- TO DO -
How many lines in the material below contain the string "document"? Answer with the number alone.

- DATA EXCERPTS -
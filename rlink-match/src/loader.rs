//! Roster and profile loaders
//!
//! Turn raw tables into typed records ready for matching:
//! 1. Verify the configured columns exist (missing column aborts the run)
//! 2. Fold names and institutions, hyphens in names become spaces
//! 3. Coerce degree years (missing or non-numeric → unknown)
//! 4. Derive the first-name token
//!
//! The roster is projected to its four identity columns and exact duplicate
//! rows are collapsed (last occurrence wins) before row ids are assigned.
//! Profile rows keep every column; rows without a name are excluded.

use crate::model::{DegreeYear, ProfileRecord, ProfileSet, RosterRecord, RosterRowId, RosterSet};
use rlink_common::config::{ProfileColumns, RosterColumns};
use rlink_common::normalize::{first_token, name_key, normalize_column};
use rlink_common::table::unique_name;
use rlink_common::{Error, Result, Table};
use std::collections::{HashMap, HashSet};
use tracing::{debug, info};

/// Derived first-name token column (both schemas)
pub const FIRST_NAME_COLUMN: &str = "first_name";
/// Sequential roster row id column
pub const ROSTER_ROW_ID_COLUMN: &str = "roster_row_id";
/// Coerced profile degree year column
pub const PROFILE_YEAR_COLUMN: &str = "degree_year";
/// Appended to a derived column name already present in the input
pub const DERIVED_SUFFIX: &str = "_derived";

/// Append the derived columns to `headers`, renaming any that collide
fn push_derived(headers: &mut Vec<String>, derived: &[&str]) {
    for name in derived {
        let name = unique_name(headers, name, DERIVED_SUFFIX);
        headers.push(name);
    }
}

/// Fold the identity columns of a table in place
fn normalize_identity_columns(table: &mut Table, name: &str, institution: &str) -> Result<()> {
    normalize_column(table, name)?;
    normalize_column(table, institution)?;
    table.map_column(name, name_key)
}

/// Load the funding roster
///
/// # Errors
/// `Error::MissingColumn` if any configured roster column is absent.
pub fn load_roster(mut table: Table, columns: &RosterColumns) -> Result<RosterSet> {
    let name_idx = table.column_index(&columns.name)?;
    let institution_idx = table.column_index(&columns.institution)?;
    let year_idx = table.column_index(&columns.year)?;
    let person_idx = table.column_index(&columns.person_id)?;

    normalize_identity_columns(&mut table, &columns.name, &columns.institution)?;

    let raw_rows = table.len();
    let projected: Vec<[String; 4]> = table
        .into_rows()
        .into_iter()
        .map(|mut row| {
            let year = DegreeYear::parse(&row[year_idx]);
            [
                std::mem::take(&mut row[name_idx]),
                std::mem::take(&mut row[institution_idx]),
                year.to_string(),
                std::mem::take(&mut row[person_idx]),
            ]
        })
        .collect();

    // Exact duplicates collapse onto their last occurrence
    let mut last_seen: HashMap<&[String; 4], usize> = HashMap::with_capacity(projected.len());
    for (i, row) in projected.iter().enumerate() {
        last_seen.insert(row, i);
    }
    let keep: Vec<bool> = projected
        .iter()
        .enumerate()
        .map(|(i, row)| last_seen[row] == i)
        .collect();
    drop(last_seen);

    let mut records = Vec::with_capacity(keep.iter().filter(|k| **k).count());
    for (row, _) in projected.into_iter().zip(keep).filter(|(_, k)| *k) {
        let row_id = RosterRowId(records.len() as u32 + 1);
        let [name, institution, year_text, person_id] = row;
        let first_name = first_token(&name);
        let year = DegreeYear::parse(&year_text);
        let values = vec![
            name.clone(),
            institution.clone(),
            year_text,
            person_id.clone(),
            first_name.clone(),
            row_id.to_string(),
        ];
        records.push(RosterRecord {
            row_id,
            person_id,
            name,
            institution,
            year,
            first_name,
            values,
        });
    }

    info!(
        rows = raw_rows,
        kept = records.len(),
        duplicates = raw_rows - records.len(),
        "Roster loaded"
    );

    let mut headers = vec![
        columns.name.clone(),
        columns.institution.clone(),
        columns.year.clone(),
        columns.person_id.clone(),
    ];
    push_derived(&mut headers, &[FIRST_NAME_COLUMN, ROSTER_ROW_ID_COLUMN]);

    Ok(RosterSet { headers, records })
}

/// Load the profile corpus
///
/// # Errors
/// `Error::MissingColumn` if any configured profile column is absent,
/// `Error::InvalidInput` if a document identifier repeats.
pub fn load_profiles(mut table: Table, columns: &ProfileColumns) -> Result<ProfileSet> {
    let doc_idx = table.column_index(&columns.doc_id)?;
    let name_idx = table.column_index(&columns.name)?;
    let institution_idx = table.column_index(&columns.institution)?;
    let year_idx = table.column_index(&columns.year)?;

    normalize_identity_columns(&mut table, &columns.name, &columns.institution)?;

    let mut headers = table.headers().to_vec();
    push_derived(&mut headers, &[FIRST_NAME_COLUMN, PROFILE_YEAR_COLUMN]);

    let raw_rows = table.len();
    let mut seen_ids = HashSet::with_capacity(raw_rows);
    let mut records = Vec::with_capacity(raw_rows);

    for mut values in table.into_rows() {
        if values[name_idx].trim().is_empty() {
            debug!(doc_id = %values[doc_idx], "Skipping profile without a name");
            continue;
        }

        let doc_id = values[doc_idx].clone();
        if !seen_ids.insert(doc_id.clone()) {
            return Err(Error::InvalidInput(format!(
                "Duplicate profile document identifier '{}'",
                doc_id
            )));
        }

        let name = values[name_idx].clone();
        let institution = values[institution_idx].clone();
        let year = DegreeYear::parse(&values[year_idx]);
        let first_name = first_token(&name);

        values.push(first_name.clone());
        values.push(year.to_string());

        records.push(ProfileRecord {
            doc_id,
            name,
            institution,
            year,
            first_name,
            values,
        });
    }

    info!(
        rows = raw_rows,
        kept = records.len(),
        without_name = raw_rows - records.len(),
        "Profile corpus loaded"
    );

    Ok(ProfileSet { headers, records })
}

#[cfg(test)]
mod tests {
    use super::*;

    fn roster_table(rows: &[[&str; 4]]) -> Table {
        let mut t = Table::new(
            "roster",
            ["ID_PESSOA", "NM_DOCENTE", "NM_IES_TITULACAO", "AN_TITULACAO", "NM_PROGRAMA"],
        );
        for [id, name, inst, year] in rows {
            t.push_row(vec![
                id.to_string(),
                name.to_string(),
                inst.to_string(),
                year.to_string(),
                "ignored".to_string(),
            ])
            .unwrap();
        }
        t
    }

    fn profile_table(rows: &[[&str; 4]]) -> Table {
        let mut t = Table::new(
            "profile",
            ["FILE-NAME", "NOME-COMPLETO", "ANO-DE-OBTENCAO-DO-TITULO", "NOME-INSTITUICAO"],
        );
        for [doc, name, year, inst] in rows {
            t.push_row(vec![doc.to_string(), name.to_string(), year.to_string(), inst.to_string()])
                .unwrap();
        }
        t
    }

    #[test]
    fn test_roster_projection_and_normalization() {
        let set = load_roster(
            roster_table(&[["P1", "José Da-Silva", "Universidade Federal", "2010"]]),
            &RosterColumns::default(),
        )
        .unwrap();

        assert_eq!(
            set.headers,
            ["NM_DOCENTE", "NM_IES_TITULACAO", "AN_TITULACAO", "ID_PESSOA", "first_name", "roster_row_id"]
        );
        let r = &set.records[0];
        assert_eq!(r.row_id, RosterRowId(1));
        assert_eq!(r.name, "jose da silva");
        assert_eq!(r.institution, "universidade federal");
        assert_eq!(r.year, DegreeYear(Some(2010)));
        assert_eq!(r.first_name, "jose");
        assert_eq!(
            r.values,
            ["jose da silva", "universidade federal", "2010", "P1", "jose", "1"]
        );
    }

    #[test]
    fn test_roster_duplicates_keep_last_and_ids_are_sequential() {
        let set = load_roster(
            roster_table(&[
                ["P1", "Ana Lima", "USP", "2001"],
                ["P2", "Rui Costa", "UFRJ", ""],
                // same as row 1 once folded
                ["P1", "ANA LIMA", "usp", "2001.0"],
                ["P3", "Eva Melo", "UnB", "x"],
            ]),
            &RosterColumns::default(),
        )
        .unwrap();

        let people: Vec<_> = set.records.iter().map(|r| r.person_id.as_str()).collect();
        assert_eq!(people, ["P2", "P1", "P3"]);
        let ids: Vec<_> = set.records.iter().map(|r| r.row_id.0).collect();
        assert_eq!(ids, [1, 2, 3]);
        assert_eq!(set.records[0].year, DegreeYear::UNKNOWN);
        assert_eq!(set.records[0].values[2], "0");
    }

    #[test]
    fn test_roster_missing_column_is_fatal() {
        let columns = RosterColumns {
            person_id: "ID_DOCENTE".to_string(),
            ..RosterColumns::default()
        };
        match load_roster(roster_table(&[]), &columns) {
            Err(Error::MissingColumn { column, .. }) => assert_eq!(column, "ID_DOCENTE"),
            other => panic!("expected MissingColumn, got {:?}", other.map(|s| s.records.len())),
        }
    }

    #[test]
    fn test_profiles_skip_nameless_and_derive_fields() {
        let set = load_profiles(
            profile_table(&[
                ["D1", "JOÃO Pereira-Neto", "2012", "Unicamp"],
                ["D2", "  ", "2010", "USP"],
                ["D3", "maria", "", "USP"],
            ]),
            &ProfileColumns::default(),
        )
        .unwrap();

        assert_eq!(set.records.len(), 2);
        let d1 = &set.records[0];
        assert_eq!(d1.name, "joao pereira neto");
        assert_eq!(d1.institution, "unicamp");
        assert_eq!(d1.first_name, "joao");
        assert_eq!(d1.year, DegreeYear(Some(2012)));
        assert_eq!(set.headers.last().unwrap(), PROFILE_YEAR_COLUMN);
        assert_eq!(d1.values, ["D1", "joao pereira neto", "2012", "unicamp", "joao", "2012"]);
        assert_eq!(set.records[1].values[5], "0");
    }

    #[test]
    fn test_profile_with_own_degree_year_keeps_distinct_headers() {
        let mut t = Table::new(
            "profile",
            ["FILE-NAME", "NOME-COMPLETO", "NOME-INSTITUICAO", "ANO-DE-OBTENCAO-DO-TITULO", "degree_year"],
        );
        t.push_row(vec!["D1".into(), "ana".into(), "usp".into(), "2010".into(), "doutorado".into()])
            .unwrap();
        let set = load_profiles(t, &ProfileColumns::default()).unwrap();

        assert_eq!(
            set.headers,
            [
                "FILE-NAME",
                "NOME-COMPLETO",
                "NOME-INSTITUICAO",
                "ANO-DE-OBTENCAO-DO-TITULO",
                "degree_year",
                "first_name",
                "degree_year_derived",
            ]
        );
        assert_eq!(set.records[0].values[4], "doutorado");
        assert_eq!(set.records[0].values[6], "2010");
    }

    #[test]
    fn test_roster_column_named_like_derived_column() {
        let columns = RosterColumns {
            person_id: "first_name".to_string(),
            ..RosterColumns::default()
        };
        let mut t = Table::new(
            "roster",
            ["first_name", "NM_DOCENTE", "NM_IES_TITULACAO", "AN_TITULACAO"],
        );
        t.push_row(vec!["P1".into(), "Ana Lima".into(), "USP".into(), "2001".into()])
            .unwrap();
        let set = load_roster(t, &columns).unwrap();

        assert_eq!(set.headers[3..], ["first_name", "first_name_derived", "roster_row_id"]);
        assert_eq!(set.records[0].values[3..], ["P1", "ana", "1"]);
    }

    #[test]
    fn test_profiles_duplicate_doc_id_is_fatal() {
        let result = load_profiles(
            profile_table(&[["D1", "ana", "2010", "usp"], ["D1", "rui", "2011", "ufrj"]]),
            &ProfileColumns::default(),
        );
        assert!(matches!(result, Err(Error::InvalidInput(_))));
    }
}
---
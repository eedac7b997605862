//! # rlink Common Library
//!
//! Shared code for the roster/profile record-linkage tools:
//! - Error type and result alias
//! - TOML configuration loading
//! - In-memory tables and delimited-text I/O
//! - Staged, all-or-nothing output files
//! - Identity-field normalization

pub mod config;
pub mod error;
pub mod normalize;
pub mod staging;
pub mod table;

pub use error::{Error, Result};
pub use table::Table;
--
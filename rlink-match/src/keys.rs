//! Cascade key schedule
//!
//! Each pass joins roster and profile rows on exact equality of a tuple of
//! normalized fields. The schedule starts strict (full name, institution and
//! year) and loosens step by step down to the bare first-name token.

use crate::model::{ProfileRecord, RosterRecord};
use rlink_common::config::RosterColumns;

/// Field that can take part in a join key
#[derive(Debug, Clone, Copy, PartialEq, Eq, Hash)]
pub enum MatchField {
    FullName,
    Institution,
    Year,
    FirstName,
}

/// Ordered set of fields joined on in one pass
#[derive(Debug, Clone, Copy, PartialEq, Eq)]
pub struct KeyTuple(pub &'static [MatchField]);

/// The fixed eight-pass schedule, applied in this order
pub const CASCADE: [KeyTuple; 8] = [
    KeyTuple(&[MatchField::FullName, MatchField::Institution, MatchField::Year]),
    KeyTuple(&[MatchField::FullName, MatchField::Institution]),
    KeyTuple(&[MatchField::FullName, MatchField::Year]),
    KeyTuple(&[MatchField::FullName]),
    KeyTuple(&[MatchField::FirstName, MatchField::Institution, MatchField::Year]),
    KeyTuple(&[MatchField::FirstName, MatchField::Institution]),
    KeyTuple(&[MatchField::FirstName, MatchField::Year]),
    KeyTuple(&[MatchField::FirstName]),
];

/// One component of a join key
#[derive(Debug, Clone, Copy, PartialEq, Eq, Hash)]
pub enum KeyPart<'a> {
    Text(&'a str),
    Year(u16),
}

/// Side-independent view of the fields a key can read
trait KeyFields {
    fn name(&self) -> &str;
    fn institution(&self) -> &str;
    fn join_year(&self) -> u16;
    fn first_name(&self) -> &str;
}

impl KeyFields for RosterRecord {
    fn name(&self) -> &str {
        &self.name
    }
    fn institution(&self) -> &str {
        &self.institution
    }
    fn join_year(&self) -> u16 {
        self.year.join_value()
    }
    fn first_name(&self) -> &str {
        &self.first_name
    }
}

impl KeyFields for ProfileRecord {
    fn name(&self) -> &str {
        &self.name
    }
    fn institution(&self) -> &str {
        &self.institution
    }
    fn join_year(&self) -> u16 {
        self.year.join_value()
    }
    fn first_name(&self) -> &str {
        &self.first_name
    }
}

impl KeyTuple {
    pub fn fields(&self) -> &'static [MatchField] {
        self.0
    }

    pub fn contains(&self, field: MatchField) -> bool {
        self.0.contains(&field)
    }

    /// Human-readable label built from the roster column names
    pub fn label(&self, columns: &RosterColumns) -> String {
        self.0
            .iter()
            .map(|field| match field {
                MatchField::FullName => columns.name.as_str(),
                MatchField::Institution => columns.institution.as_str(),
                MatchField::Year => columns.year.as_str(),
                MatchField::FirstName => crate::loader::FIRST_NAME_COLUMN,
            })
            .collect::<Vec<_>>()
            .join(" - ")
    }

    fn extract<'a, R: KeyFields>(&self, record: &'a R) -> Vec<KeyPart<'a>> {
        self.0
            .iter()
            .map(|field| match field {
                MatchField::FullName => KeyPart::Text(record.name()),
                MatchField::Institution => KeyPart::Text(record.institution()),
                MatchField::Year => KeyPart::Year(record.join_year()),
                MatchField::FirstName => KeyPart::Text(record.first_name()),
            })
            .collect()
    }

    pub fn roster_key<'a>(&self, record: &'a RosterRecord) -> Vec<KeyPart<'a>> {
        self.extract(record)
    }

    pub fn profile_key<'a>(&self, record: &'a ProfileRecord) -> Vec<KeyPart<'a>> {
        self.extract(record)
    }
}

- SOLUTION FOR THIS PROBLEM -
2